-- Opening Marker --

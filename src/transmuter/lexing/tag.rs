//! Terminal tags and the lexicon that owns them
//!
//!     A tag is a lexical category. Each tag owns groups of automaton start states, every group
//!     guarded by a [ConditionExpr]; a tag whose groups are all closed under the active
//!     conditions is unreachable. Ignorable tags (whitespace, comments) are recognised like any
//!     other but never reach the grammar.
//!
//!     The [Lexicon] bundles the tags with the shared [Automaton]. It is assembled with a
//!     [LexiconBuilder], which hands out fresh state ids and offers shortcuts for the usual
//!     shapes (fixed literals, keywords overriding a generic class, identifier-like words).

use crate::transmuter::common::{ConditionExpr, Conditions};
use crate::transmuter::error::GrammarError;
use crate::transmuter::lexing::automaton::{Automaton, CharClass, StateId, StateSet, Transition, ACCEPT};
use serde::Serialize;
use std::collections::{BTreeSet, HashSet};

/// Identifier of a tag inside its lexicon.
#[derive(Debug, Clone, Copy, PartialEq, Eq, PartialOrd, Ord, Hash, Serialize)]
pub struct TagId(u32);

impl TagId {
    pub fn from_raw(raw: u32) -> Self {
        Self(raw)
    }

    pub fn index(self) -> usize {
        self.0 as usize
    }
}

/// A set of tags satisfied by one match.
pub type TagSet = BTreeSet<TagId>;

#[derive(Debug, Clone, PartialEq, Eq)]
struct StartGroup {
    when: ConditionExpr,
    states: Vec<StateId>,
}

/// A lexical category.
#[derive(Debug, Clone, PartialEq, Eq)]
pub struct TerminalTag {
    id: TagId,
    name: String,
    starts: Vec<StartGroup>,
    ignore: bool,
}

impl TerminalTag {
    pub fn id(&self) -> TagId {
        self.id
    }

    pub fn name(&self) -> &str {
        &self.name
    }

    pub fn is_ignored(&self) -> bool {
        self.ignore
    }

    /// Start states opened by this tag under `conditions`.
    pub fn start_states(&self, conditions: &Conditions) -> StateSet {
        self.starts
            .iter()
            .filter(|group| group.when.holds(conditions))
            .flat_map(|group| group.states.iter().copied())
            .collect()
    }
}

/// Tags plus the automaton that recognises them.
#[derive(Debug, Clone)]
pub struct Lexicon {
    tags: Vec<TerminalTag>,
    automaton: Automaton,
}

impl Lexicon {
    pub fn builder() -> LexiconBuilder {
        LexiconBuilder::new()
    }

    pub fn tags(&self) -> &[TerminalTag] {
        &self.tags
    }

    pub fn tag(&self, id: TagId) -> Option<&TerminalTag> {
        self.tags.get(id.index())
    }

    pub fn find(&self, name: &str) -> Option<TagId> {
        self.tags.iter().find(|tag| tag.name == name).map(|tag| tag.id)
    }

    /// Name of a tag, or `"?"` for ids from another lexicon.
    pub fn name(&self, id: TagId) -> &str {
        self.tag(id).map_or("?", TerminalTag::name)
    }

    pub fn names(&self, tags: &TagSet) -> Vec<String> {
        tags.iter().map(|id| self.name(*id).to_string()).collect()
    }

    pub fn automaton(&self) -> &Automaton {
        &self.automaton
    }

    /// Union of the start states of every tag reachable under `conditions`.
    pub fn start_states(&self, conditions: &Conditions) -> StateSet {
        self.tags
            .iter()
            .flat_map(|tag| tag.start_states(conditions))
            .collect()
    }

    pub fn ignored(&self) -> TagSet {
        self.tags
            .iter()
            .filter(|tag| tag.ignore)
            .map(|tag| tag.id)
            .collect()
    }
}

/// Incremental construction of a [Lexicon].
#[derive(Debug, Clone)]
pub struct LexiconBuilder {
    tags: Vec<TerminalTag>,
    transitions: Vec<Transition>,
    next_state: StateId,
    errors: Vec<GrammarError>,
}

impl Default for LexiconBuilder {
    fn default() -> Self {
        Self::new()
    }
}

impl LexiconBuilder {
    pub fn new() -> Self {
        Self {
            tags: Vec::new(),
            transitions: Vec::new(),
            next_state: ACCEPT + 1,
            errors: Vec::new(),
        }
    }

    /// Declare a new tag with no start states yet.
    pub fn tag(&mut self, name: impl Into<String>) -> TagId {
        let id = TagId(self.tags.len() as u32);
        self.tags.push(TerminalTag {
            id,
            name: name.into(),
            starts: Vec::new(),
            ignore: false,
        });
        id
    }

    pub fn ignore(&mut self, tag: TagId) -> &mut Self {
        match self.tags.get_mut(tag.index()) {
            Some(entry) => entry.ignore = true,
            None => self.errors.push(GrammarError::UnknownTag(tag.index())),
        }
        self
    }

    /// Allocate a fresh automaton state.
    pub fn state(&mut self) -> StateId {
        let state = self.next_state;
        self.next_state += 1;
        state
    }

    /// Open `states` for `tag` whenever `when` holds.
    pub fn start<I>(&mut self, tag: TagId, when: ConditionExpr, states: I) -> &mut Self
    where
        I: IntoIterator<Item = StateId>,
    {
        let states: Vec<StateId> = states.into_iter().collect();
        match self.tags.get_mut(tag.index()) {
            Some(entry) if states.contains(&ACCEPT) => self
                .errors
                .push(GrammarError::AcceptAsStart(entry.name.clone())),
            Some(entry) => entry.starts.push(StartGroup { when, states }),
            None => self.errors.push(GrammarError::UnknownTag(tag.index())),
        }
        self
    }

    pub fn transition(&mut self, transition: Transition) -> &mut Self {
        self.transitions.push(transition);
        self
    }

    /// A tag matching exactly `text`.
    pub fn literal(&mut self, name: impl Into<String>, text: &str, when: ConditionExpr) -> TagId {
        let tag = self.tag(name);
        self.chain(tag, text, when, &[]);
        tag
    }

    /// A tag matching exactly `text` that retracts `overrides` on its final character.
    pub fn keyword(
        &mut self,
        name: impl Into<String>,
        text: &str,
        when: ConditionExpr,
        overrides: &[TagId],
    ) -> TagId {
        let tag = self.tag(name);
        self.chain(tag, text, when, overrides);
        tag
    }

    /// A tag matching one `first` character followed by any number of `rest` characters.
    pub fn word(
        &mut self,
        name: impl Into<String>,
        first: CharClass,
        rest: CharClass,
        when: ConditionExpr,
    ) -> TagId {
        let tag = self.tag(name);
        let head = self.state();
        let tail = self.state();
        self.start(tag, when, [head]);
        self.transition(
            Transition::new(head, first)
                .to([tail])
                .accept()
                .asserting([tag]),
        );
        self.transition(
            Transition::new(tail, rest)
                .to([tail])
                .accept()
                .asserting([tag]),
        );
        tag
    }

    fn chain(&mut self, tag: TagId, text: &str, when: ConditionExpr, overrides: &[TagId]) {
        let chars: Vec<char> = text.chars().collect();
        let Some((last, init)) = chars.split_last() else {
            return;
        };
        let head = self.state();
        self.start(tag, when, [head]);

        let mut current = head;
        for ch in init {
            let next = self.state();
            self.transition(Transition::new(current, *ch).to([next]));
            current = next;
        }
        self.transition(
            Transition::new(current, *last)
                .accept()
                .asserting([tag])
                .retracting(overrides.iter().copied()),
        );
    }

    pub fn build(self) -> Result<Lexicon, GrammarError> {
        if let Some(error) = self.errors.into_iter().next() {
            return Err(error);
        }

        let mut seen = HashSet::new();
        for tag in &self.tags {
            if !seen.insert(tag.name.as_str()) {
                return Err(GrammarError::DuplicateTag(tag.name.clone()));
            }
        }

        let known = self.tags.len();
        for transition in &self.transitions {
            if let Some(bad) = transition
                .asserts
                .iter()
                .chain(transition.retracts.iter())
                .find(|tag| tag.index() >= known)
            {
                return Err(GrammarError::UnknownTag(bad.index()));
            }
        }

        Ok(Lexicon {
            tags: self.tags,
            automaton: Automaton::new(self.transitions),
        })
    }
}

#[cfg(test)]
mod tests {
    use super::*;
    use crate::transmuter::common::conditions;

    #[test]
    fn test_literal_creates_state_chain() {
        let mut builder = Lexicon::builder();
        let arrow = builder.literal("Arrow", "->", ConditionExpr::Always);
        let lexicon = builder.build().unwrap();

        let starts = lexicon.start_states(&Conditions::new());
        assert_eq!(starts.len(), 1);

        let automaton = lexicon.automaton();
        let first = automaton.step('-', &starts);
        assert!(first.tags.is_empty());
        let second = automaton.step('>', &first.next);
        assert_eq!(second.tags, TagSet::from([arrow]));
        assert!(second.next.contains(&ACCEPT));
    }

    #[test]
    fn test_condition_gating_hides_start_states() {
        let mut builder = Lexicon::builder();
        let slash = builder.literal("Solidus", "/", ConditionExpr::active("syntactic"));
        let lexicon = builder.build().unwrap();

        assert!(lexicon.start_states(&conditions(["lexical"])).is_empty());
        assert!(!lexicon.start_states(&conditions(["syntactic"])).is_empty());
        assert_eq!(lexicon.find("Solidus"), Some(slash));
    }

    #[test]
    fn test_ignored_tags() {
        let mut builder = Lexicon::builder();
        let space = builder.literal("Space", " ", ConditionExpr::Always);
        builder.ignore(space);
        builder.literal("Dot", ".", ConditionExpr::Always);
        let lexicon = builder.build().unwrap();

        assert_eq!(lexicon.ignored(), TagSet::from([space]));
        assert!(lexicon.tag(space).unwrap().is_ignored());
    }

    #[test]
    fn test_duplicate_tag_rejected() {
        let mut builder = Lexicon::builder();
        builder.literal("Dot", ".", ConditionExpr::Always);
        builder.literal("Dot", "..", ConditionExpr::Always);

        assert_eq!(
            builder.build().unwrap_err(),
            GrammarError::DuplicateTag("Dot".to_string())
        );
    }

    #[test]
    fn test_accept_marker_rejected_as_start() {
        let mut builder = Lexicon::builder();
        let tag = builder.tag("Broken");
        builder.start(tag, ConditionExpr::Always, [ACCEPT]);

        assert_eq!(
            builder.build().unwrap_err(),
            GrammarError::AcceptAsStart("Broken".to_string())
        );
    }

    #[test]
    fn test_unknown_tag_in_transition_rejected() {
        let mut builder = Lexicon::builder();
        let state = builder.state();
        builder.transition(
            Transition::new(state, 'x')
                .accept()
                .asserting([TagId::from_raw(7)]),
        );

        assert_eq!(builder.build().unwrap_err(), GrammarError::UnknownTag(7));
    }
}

-- Closing Marker --

Keep to the lines from the one containing "let state = builder.state();" to the end of the entries above, and retype them exactly.

        let state = builder.state();
        builder.transition(
            Transition::new(state, 'x')
                .accept()
                .asserting([TagId::from_raw(7)]),
        );

        assert_eq!(builder.build().unwrap_err(), GrammarError::UnknownTag(7));
    }
}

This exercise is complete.